Mostrando los datos que había extraído de diversos registros policiales de todo el país, Lee explicó:

– Casi todas las agencias policiales empezaron a estar enlazadas por ordenadores hace sólo nueve años. Es decir, el acceso electrónico a sus archivos se remonta a esa fecha. Pero, durante ese tiempo, ha habido setenta y ocho asesinatos brutales en nueve estados, y todos tienen las suficientes similitudes para sugerir la posibilidad de un único causante. Cuidado, es sólo una posibilidad. Pero el FBI se interesó lo bastante el año pasado para dedicar a ello un equipo de tres hombres, uno en la oficina y dos en el exterior, para coordinar las investigaciones locales y estatales.

– ¿Tres hombres? -exclamó Hal-. Eso no suena a alta prioridad.

– El Bureau se demora siempre demasiado -dijo Julie-. Y, como durante los últimos treinta años, las espectaculares sentencias criminales no han estado de moda, los chicos malos les superan en número más que nunca. Tres hombres a jornada completa…, eso es un serio compromiso a estas alturas.

Escogiendo un impreso del montón que había sobre la mesa, Lee resumió los datos esenciales en él.

– Todos esos asesinatos tienen los siguientes puntos en común: primero, se mordió a las víctimas, a casi todas en la garganta, aunque casi ninguna parte del cuerpo es sagrada para ese individuo; segundo, muchas de las víctimas fueron apaleadas y sufrieron lesiones en la cabeza. Pero la pérdida de sangre causada por los mordiscos, usualmente la vena yugular y la arteria carótida en la garganta, fue el principal factor causante de la muerte en cada caso, cualesquiera que fuesen las otras lesiones.

– Entonces, además de todo eso, el tipo es un vampiro, ¿no? -dijo Hal.
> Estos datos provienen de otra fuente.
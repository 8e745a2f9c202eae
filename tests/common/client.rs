//! HTTP client for end-to-end tests
//!
//! Wraps reqwest with one method per backend endpoint. When API routes or request
//! formats change, update only this file.
#![allow(dead_code)]

use super::constants::*;
use reqwest::Response;
use serde_json::{json, Value};
use std::time::Duration;

/// HTTP test client with cookie-based session management
pub struct TestClient {
    /// The underlying reqwest client (public for custom requests in tests)
    pub client: reqwest::Client,
    pub base_url: String,
}

impl TestClient {
    /// Creates a new unauthenticated client
    pub fn new(base_url: String) -> Self {
        let client = reqwest::Client::builder()
            .cookie_store(true)
            .timeout(Duration::from_secs(REQUEST_TIMEOUT_SECS))
            .build()
            .expect("Failed to build reqwest client");

        Self { client, base_url }
    }

    /// Creates a client logged in as [`TEST_USER`]
    ///
    /// # Panics
    ///
    /// Panics if authentication fails (indicates test infrastructure problem).
    pub async fn authenticated(base_url: String) -> Self {
        Self::authenticated_as(base_url, TEST_USER, TEST_PASS).await
    }

    pub async fn authenticated_as(base_url: String, login: &str, password: &str) -> Self {
        let client = Self::new(base_url);

        let response = client.login(login, password).await;
        assert_eq!(
            response.status(),
            reqwest::StatusCode::OK,
            "Test user authentication failed: {:?}",
            response.text().await
        );

        client
    }

    fn url(&self, path: &str) -> String {
        format!("{}{}", self.base_url, path)
    }

    // ========================================================================
    // Authentication Endpoints
    // ========================================================================

    /// POST /api/auth/register
    pub async fn register(&self, username: &str, email: &str, password: &str) -> Response {
        self.post_json(
            "/api/auth/register",
            json!({
                "username": username,
                "email": email,
                "password": password,
            }),
        )
        .await
    }

    /// POST /api/auth/login
    pub async fn login(&self, login: &str, password: &str) -> Response {
        self.post_json(
            "/api/auth/login",
            json!({
                "login": login,
                "password": password,
            }),
        )
        .await
    }

    /// POST /api/auth/logout
    pub async fn logout(&self) -> Response {
        self.client
            .post(self.url("/api/auth/logout"))
            .send()
            .await
            .expect("Logout request failed")
    }

    /// POST /api/auth/refresh with the refresh token as bearer
    pub async fn refresh(&self, refresh_token: &str) -> Response {
        self.client
            .post(self.url("/api/auth/refresh"))
            .bearer_auth(refresh_token)
            .send()
            .await
            .expect("Refresh request failed")
    }

    /// GET /api/auth/me
    pub async fn me(&self) -> Response {
        self.get("/api/auth/me").await
    }

    // ========================================================================
    // User Endpoints
    // ========================================================================

    /// GET /api/users
    pub async fn get_users(&self) -> Response {
        self.get("/api/users").await
    }

    /// GET /api/users/{id}
    pub async fn get_user(&self, id: usize) -> Response {
        self.get(&format!("/api/users/{}", id)).await
    }

    /// PUT /api/users/{id}
    pub async fn update_user(&self, id: usize, body: Value) -> Response {
        self.client
            .put(self.url(&format!("/api/users/{}", id)))
            .json(&body)
            .send()
            .await
            .expect("Update user request failed")
    }

    /// DELETE /api/users/{id}
    pub async fn delete_user(&self, id: usize) -> Response {
        self.client
            .delete(self.url(&format!("/api/users/{}", id)))
            .send()
            .await
            .expect("Delete user request failed")
    }

    // ========================================================================
    // Song Endpoints
    // ========================================================================

    /// GET /api/songs, optionally filtered by emotion
    pub async fn get_songs(&self, emotion: Option<&str>) -> Response {
        let mut request = self.client.get(self.url("/api/songs"));
        if let Some(emotion) = emotion {
            request = request.query(&[("emotion", emotion)]);
        }
        request.send().await.expect("Get songs request failed")
    }

    /// GET /api/songs/{id}
    pub async fn get_song(&self, id: u64) -> Response {
        self.get(&format!("/api/songs/{}", id)).await
    }

    /// POST /api/songs
    pub async fn create_song(&self, body: Value) -> Response {
        self.post_json("/api/songs", body).await
    }

    /// GET /api/songs/emotions
    pub async fn get_emotions(&self) -> Response {
        self.get("/api/songs/emotions").await
    }

    /// GET /api/health
    pub async fn health(&self) -> Response {
        self.get("/api/health").await
    }

    // ========================================================================
    // Helpers
    // ========================================================================

    pub async fn get(&self, path: &str) -> Response {
        self.client
            .get(self.url(path))
            .send()
            .await
            .expect("GET request failed")
    }

    async fn post_json(&self, path: &str, body: Value) -> Response {
        self.client
            .post(self.url(path))
            .json(&body)
            .send()
            .await
            .expect("POST request failed")
    }
}
use anyhow::{Context, Result};
use serde::Deserialize;
use std::path::Path;

#[derive(Debug, Deserialize, Default)]
#[serde(default)]
pub struct FileConfig {
    pub db_dir: Option<String>,
    pub port: Option<u16>,
    pub host: Option<String>,
    pub logging_level: Option<String>,
    pub frontend_dir_path: Option<String>,
    pub seed_songs: Option<bool>,

    pub tokens: Option<TokensConfig>,
}

#[derive(Debug, Deserialize, Default, Clone)]
#[serde(default)]
pub struct TokensConfig {
    pub access_ttl_sec: Option<u64>,
    pub refresh_ttl_sec: Option<u64>,
    pub prune_interval_sec: Option<u64>,
}

impl FileConfig {
    pub fn load(path: &Path) -> Result<Self> {
        let content = std::fs::read_to_string(path)
            .with_context(|| format!("Failed to read config file: {:?}", path))?;
        toml::from_str(&content).with_context(|| format!("Failed to parse config file: {:?}", path))
    }
}

#[cfg(test)]
mod tests {
    use super::*;
    use std::io::Write;

    #[test]
    fn parses_partial_file() {
        let config: FileConfig = toml::from_str(
            r#"
            port = 8080
            logging_level = "headers"

            [tokens]
            access_ttl_sec = 120
            "#,
        )
        .unwrap();

        assert_eq!(config.port, Some(8080));
        assert_eq!(config.logging_level.as_deref(), Some("headers"));
        assert!(config.db_dir.is_none());
        let tokens = config.tokens.unwrap();
        assert_eq!(tokens.access_ttl_sec, Some(120));
        assert!(tokens.refresh_ttl_sec.is_none());
    }

    #[test]
    fn load_reports_unparsable_file() {
        let mut file = tempfile::NamedTempFile::new().unwrap();
        writeln!(file, "port = \"not a number").unwrap();

        let err = FileConfig::load(file.path()).unwrap_err();
        assert!(err.to_string().contains("Failed to parse config file"));
    }

    #[test]
    fn load_reports_missing_file() {
        let err = FileConfig::load(Path::new("/nonexistent/moodtunes.toml")).unwrap_err();
        assert!(err.to_string().contains("Failed to read config file"));
    }
}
Tomando en serio la cuestión, pues, verdaderamente era preciso considerar cada posibilidad en aquel extraño caso por muy extravagante que pareciera, Julie dijo:

– No un vampiro en un sentido sobrenatural. Según lo que hemos averiguado, por una razón u otra la familia Pollard posee grandes dones. ¿Recordáis a ese ilusionista de la televisión, el asombroso Randi, que ofrece cien mil pavos a quien demuestre poseer poderes psíquicos? Pues ese clan Pollard le dejaría en bancarrota. Pero eso no significa que esas personas tengan algo sobrenatural. No son demonios, ni poseídos, ni hijos del diablo…, nada de eso.